1. Purpose of the Failure Matrix

This document defines:

  • Where crashes may occur
  • What state may exist at each crash point
  • What recovery must produce

There are no undefined states. Every failure maps to a valid, explainable recovery outcome.


2. Failure Classification

All MVCC-related failures fall into one of four categories:

  1. Before commit intent
  2. After commit intent, before commit identity
  3. After commit identity, before full persistence
  4. After full persistence

Each category has strict recovery semantics.

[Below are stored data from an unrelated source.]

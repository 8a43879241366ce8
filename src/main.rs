//! raspicam - command-line front end for the Raspberry Pi camera tools.

use anyhow::Context;
use clap::{Args, Parser, Subcommand};
use raspicam::{
    CameraCommand, CameraControls, CameraOptions, DynamicRangeCompression, Encoding,
    ExposureMode, ImageEffect, LoadOptions, MeteringMode, MockRunner, Raspistill, Raspivid,
    StillOptions, TimeUnit, TimeValue, VideoOptions, WhiteBalance,
};
use std::path::PathBuf;
use std::thread;
use std::time::Duration;
use tracing::{info, Level};
use tracing_subscriber::{EnvFilter, FmtSubscriber};

#[derive(Parser)]
#[command(name = "raspicam")]
#[command(about = "Raspberry Pi camera control")]
#[command(version = env!("CARGO_PKG_VERSION"))]
#[command(long_about = "Validated front end for raspistill and raspivid")]
struct Cli {
    #[command(subcommand)]
    command: Commands,

    /// JSON file with camera options, applied before command-line options
    #[arg(short, long, global = true)]
    config: Option<PathBuf>,

    /// Print the camera command instead of running it
    #[arg(long, global = true)]
    dry_run: bool,

    /// Enable verbose logging
    #[arg(short, long, global = true)]
    verbose: bool,

    /// Enable debug logging
    #[arg(short, long, global = true)]
    debug: bool,
}

#[derive(Subcommand)]
enum Commands {
    /// Take a single picture
    Still(StillArgs),

    /// Take pictures at a fixed interval
    Timelapse(TimelapseArgs),

    /// Record a video clip
    Video(VideoArgs),
}

/// Options shared by every camera command
#[derive(Args, Default)]
struct ImageArgs {
    /// Flip vertically and horizontally
    #[arg(long)]
    flip: bool,

    /// Flip vertically
    #[arg(long)]
    vflip: bool,

    /// Flip horizontally
    #[arg(long)]
    hflip: bool,

    /// Sharpness (-100 to 100)
    #[arg(long, allow_hyphen_values = true)]
    sharpness: Option<i32>,

    /// Contrast (-100 to 100)
    #[arg(long, allow_hyphen_values = true)]
    contrast: Option<i32>,

    /// Brightness (0 to 100)
    #[arg(long)]
    brightness: Option<i32>,

    /// Saturation (-100 to 100)
    #[arg(long, allow_hyphen_values = true)]
    saturation: Option<i32>,

    /// ISO (100 to 800)
    #[arg(long)]
    iso: Option<i32>,

    /// Exposure compensation (-10 to 10)
    #[arg(long, allow_hyphen_values = true)]
    ev: Option<i32>,

    /// Exposure mode, e.g. auto, night, sports
    #[arg(long)]
    exposure: Option<ExposureMode>,

    /// White balance mode, e.g. auto, sun, tungsten
    #[arg(long)]
    awb: Option<WhiteBalance>,

    /// Image effect, e.g. none, negative, sketch
    #[arg(long)]
    effect: Option<ImageEffect>,

    /// Metering mode: average, spot, backlit or matrix
    #[arg(long)]
    metering: Option<MeteringMode>,

    /// Dynamic range compression: off, low, medium or high
    #[arg(long)]
    drc: Option<DynamicRangeCompression>,

    /// Rotation in degrees: 0, 90, 180 or 270
    #[arg(long)]
    rotation: Option<u32>,

    /// Shutter speed in milliseconds
    #[arg(long)]
    shutter: Option<f64>,

    /// Sensor mode (0 to 7)
    #[arg(long)]
    mode: Option<i32>,

    /// Output width in pixels
    #[arg(long)]
    width: Option<i32>,

    /// Output height in pixels
    #[arg(long)]
    height: Option<i32>,

    /// Disable the preview window
    #[arg(long)]
    nopreview: bool,
}

impl ImageArgs {
    /// Command-line values as options. Unset flags stay `None` so they do
    /// not override a configuration file.
    fn to_options(&self) -> CameraOptions {
        CameraOptions {
            flip: self.flip.then_some(true),
            vertical_flip: self.vflip.then_some(true),
            horizontal_flip: self.hflip.then_some(true),
            sharpness: self.sharpness,
            contrast: self.contrast,
            brightness: self.brightness,
            saturation: self.saturation,
            iso: self.iso,
            exposure_compensation: self.ev,
            exposure: self.exposure,
            white_balance: self.awb,
            effect: self.effect,
            metering: self.metering,
            dynamic_range_compression: self.drc,
            rotate: self.rotation,
            shutter_speed: self
                .shutter
                .map(|ms| TimeValue::new(ms, TimeUnit::Millisecond)),
            sensor_mode: self.mode,
            width: self.width,
            height: self.height,
            no_preview: self.nopreview.then_some(true),
            timeout: None,
        }
    }
}

#[derive(Args)]
struct StillArgs {
    /// Output file, defaults to the current date and time
    #[arg(short, long)]
    output: Option<String>,

    /// JPEG quality (0 to 100)
    #[arg(short, long)]
    quality: Option<i32>,

    /// Add raw Bayer data to the JPEG metadata
    #[arg(long)]
    raw: bool,

    /// Encoding: jpg, bmp, gif or png
    #[arg(short, long)]
    encoding: Option<Encoding>,

    /// EXIF tag as NAME=VALUE, may be repeated
    #[arg(long = "exif", value_name = "NAME=VALUE")]
    exif: Vec<String>,

    /// Write no EXIF data
    #[arg(long)]
    no_exif: bool,

    #[command(flatten)]
    image: ImageArgs,
}

#[derive(Args)]
struct TimelapseArgs {
    /// Output pattern; %04d is replaced by the frame number
    #[arg(short, long, default_value = "image%04d.jpg")]
    output: String,

    /// Time between pictures; 0 takes pictures as fast as possible
    #[arg(short, long)]
    interval: f64,

    /// Total duration
    #[arg(short, long)]
    length: f64,

    /// Unit for interval and length: m, s, ms or us
    #[arg(short, long, default_value = "s")]
    unit: TimeUnit,

    /// JPEG quality (0 to 100)
    #[arg(short, long)]
    quality: Option<i32>,

    #[command(flatten)]
    image: ImageArgs,
}

#[derive(Args)]
struct VideoArgs {
    /// Output file, defaults to the current date and time
    #[arg(short, long)]
    output: Option<String>,

    /// Clip length
    #[arg(short, long, default_value_t = 5.0)]
    length: f64,

    /// Unit for the clip length: m, s, ms or us
    #[arg(short, long, default_value = "s")]
    unit: TimeUnit,

    /// Frames per second (2 to 90)
    #[arg(short, long)]
    framerate: Option<i32>,

    /// Bits per second
    #[arg(short, long)]
    bitrate: Option<i32>,

    /// Record in the background and stop after this many seconds
    #[arg(long, value_name = "SECONDS")]
    stop_after: Option<f64>,

    #[command(flatten)]
    image: ImageArgs,
}

fn main() -> anyhow::Result<()> {
    let cli = Cli::parse();

    // Initialize tracing/logging
    init_logging(&cli)?;

    match &cli.command {
        Commands::Still(args) => still_command(&cli, args),
        Commands::Timelapse(args) => timelapse_command(&cli, args),
        Commands::Video(args) => video_command(&cli, args),
    }
}

fn init_logging(cli: &Cli) -> anyhow::Result<()> {
    let level = if cli.debug {
        Level::DEBUG
    } else if cli.verbose {
        Level::INFO
    } else {
        Level::WARN
    };

    let subscriber = FmtSubscriber::builder()
        .with_max_level(level)
        .with_env_filter(EnvFilter::from_default_env())
        .with_target(false)
        .compact()
        .finish();

    tracing::subscriber::set_global_default(subscriber)?;

    Ok(())
}

fn default_filename(extension: &str) -> String {
    format!(
        "{}.{}",
        chrono::Local::now().format("%Y-%m-%d_%H:%M:%S"),
        extension
    )
}

fn still_camera(cli: &Cli) -> anyhow::Result<Raspistill> {
    let camera = match &cli.config {
        Some(path) => {
            info!("Loading camera options from {}", path.display());
            Raspistill::with_options(&StillOptions::from_path(path)?)?
        }
        None => Raspistill::new(),
    };
    Ok(camera)
}

fn dry_run_runner<C: CameraControls>(cli: &Cli, camera: &mut C) -> Option<MockRunner> {
    if !cli.dry_run {
        return None;
    }
    let runner = MockRunner::new();
    camera.set_runner(runner.clone());
    Some(runner)
}

fn print_dry_run(runner: &MockRunner) {
    runner
        .commands()
        .iter()
        .map(CameraCommand::to_string)
        .for_each(|line| println!("{line}"));
}

fn still_command(cli: &Cli, args: &StillArgs) -> anyhow::Result<()> {
    let mut camera = still_camera(cli)?;
    camera.apply_options(&args.image.to_options())?;

    if let Some(quality) = args.quality {
        camera.quality(quality)?;
    }
    if args.raw {
        camera.raw(true);
    }
    if let Some(encoding) = args.encoding {
        camera.encoding(encoding);
    }
    for tag in &args.exif {
        let (name, value) = tag
            .split_once('=')
            .with_context(|| format!("EXIF tag '{tag}' is not NAME=VALUE"))?;
        camera.add_exif(name, value)?;
    }
    if args.no_exif {
        camera.disable_exif();
    }

    let extension = args.encoding.map_or("jpg", Encoding::as_str);
    let filename = args
        .output
        .clone()
        .unwrap_or_else(|| default_filename(extension));

    let dry_run = dry_run_runner(cli, &mut camera);
    camera.take_picture(&filename)?;

    match dry_run {
        Some(runner) => print_dry_run(&runner),
        None => println!("Saved picture to {filename}"),
    }
    Ok(())
}

fn timelapse_command(cli: &Cli, args: &TimelapseArgs) -> anyhow::Result<()> {
    let mut camera = still_camera(cli)?;
    camera.apply_options(&args.image.to_options())?;

    if let Some(quality) = args.quality {
        camera.quality(quality)?;
    }

    let dry_run = dry_run_runner(cli, &mut camera);
    camera.start_timelapse(&args.output, args.interval, args.length, args.unit)?;

    match dry_run {
        Some(runner) => print_dry_run(&runner),
        None => println!("Saved timelapse to {}", args.output),
    }
    Ok(())
}

fn video_command(cli: &Cli, args: &VideoArgs) -> anyhow::Result<()> {
    let mut camera = match &cli.config {
        Some(path) => {
            info!("Loading camera options from {}", path.display());
            Raspivid::with_options(&VideoOptions::from_path(path)?)?
        }
        None => Raspivid::new(),
    };
    camera.apply_options(&args.image.to_options())?;

    if let Some(framerate) = args.framerate {
        camera.framerate(framerate)?;
    }
    if let Some(bitrate) = args.bitrate {
        camera.bitrate(bitrate)?;
    }

    let filename = args
        .output
        .clone()
        .unwrap_or_else(|| default_filename("h264"));
    let dry_run = dry_run_runner(cli, &mut camera);

    match args.stop_after {
        Some(seconds) => {
            let wait = Duration::try_from_secs_f64(seconds)
                .context("--stop-after must be a non-negative number of seconds")?;

            camera.output_file(&filename)?;
            camera.timeout(args.length, args.unit)?;
            camera.start()?;
            info!("Recording in the background for {:?}", wait);

            thread::sleep(wait);
            camera.stop()?;
        }
        None => camera.record_video(&filename, args.length, args.unit)?,
    }

    match dry_run {
        Some(runner) => print_dry_run(&runner),
        None => println!("Saved video to {filename}"),
    }
    Ok(())
}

3. Write Lifecycle Failure Points

3.1 Failure Before Commit Intent

Crash Point

  • Before any commit intent is recorded in WAL

State at Crash

  • No MVCC metadata exists
  • No versions are authoritative

Recovery Outcome

  • Write does not exist
  • No versions are visible
  • No cleanup required

✅ Invariants preserved.


3.2 Failure After Commit Intent, Before Commit Identity

Crash Point

  • Commit intent recorded
  • No commit identity recorded

State at Crash

  • Potential version data may exist
  • No visibility authority exists

Recovery Outcome

  • Write is discarded
  • Any partial version data is ignored
  • No versions become visible

Commit intent without identity has no effect.


3.3 Failure After Commit Identity, Before Version Durability

Crash Point

  • Commit identity recorded
  • One or more versions not fully durable

State at Crash

  • Commit identity exists
  • Version data may be incomplete

Recovery Outcome

  • Recovery must detect inconsistency
  • Recovery must fail explicitly
  • No partial visibility is allowed

Silent repair is forbidden.


3.4 Failure After Full Commit Persistence

Crash Point

  • Commit identity recorded
  • All versions fully durable

State at Crash

  • Complete MVCC state exists

Recovery Outcome

  • All versions are visible
  • Version chains are intact
  • Visibility rules apply normally

This is the success case.


4. Read View Failure Scenarios

4.1 Crash During Read View Creation

Crash Point

  • While establishing read view

Recovery Outcome

  • Read operation is aborted
  • No persistent state is affected

Reads do not mutate MVCC state.


4.2 Crash During Read Execution

Crash Point

  • While reading visible versions

Recovery Outcome

  • Read is aborted
  • No visibility state is altered
  • MVCC state remains unchanged

Reads are restart-safe.


5.1 Crash Before Snapshot Boundary Selection

Recovery Outcome

  • Snapshot does not exist
  • WAL remains authoritative

5.2 Crash After Snapshot Boundary, Before Snapshot Completion

Recovery Outcome

  • Snapshot is discarded
  • WAL replay resumes normally

Partial snapshots are invalid.


5.3 Crash After Snapshot Completion

Recovery Outcome

  • Snapshot is valid
  • MVCC boundary is authoritative
  • WAL replay resumes after snapshot boundary

6. Garbage Collection Failures

6.1 Crash Before GC Record

Recovery Outcome

  • No versions are removed
  • GC is effectively rolled back

6.2 Crash After GC Record

Recovery Outcome

  • Version removal is replayed
  • Versions remain collected
  • No resurrection is allowed

7. WAL Truncation Failures

7.1 Crash Before Truncation

Recovery Outcome

  • WAL remains intact
  • Recovery proceeds normally

7.2 Crash After Truncation

Recovery Outcome

  • Snapshot provides full MVCC state
  • No visibility loss occurs

8. Forbidden Recovery Outcomes

Recovery must never produce:

  • Partially visible commits
  • Orphaned versions
  • Missing commit identities
  • Reordered commits
  • Healed corruption

Any such state is a fatal error.


9. Determinism Guarantee

For any failure point:

  • Recovery outcome is unique
  • No ambiguity exists
  • No heuristic decisions are made

Crash behavior is a function of WAL state alone.


10. Summary

MVCC failure handling in AeroDB ensures:

  • No acknowledged commit is lost
  • No uncommitted state becomes visible
  • No crash introduces ambiguity
  • All invariants are preserved